## Study material

——

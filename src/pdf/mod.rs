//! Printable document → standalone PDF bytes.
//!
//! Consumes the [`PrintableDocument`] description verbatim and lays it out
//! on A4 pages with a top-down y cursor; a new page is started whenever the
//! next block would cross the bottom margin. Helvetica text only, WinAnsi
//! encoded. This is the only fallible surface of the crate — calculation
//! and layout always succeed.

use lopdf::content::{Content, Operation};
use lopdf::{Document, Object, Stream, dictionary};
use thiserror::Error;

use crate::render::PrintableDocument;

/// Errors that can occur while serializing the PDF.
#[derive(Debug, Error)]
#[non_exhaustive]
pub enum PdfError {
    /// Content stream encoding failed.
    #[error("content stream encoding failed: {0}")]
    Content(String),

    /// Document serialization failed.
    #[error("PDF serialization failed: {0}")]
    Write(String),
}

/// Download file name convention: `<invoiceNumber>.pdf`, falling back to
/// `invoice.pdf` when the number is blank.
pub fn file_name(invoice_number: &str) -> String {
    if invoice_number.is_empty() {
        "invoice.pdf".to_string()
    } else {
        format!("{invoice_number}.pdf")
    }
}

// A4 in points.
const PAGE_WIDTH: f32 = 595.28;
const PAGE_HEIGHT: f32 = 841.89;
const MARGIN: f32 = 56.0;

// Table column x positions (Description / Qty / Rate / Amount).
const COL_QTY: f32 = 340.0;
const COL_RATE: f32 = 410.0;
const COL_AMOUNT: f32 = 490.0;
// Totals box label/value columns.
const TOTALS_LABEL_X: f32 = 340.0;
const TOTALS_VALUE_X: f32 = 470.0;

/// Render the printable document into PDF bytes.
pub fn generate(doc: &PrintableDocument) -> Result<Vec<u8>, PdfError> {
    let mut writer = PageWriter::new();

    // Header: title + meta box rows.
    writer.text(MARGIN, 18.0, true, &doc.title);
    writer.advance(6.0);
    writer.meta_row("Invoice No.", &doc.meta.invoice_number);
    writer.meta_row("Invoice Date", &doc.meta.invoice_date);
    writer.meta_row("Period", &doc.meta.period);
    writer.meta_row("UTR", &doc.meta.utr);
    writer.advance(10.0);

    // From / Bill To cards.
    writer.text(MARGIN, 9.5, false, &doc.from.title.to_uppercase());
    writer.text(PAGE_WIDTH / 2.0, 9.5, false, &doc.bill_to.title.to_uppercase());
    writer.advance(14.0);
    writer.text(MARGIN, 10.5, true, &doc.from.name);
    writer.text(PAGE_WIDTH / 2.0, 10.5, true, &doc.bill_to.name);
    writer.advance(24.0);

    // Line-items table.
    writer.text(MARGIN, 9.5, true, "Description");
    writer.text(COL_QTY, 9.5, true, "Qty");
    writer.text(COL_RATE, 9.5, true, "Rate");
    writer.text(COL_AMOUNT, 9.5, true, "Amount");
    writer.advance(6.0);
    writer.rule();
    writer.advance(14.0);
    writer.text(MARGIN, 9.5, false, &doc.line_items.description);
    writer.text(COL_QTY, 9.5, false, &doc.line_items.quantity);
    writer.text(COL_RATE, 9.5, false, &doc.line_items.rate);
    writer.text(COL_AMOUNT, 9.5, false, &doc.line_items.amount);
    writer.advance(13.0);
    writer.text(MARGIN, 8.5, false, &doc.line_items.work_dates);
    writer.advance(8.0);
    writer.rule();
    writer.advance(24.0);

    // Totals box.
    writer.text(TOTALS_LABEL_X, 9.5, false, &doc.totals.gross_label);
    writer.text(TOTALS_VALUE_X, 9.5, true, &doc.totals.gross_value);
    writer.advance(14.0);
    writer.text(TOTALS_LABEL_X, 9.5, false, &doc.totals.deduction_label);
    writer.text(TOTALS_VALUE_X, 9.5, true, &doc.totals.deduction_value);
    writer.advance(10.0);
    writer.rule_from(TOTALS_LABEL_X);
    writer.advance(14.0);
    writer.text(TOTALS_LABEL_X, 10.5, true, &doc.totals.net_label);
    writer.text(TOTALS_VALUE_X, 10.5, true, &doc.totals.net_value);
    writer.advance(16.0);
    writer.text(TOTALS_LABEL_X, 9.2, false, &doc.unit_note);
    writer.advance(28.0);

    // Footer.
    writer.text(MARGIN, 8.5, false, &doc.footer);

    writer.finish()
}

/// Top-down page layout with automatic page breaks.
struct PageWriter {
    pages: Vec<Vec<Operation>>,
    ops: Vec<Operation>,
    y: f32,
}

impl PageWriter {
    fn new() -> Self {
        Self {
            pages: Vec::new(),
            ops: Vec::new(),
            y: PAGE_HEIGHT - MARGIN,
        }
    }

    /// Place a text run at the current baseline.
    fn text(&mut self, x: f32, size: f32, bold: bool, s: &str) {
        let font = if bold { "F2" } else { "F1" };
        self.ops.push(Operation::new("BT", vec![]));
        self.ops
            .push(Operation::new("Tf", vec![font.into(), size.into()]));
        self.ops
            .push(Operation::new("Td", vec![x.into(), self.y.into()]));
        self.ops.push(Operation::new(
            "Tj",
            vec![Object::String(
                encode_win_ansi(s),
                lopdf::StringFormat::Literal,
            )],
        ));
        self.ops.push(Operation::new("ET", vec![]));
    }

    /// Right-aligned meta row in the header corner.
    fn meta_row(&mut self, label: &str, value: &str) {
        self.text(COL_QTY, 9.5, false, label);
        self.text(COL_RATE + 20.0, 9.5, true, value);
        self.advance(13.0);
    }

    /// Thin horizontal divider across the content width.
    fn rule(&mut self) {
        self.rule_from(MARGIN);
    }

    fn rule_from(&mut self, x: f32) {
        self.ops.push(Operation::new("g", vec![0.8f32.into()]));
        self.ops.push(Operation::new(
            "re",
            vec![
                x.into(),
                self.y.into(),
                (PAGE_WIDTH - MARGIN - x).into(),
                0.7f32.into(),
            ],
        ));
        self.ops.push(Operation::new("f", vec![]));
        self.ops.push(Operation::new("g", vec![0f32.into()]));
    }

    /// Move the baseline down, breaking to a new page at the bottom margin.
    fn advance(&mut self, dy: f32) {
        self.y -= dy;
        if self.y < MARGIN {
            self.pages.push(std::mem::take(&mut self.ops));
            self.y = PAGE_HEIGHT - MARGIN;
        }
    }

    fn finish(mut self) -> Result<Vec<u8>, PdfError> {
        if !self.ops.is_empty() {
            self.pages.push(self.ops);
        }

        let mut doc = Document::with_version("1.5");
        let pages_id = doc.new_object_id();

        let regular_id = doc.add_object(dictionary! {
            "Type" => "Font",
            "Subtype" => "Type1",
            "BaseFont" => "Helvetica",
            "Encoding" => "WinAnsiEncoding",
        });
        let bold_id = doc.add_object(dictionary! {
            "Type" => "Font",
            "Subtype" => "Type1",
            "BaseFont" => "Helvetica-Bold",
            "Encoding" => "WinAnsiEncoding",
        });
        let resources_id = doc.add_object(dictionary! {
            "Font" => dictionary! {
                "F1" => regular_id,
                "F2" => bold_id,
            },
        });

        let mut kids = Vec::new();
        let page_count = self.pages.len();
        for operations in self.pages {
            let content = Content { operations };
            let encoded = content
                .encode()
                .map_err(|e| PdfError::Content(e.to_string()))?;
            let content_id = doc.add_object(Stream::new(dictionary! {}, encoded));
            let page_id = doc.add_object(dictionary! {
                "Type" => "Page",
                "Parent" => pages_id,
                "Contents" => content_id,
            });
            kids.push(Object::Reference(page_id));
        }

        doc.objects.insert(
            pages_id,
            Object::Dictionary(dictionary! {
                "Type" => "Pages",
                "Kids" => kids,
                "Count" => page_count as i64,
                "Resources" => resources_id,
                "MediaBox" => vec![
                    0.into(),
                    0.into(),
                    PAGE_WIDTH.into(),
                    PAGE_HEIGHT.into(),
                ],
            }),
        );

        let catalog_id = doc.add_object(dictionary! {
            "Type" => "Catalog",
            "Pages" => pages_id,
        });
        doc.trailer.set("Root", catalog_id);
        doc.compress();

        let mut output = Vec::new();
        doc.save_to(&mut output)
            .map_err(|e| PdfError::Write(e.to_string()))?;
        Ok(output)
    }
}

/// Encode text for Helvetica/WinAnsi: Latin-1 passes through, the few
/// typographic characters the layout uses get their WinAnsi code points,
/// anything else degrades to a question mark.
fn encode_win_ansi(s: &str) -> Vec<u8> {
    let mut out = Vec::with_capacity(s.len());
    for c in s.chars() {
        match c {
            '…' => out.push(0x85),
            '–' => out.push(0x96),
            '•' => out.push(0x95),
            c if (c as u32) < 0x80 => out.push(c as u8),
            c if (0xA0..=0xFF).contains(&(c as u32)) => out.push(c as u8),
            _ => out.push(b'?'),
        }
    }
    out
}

——

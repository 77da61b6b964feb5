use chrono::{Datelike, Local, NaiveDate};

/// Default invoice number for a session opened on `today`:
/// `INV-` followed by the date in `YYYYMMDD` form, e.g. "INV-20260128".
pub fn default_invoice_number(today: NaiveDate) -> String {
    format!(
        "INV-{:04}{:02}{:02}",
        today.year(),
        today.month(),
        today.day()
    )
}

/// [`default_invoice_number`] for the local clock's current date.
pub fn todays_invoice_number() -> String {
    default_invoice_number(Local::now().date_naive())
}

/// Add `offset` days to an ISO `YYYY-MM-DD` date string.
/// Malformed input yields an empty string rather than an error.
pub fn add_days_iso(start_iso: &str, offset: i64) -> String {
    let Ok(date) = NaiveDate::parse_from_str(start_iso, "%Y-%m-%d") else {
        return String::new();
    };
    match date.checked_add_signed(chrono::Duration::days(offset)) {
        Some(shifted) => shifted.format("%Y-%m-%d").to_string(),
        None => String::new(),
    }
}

——

## Exercise requirements
Isolate the lines above that contain the word "finish" and copy them.

## Result below
    writer.finish()
    fn finish(mut self) -> Result<Vec<u8>, PdfError> {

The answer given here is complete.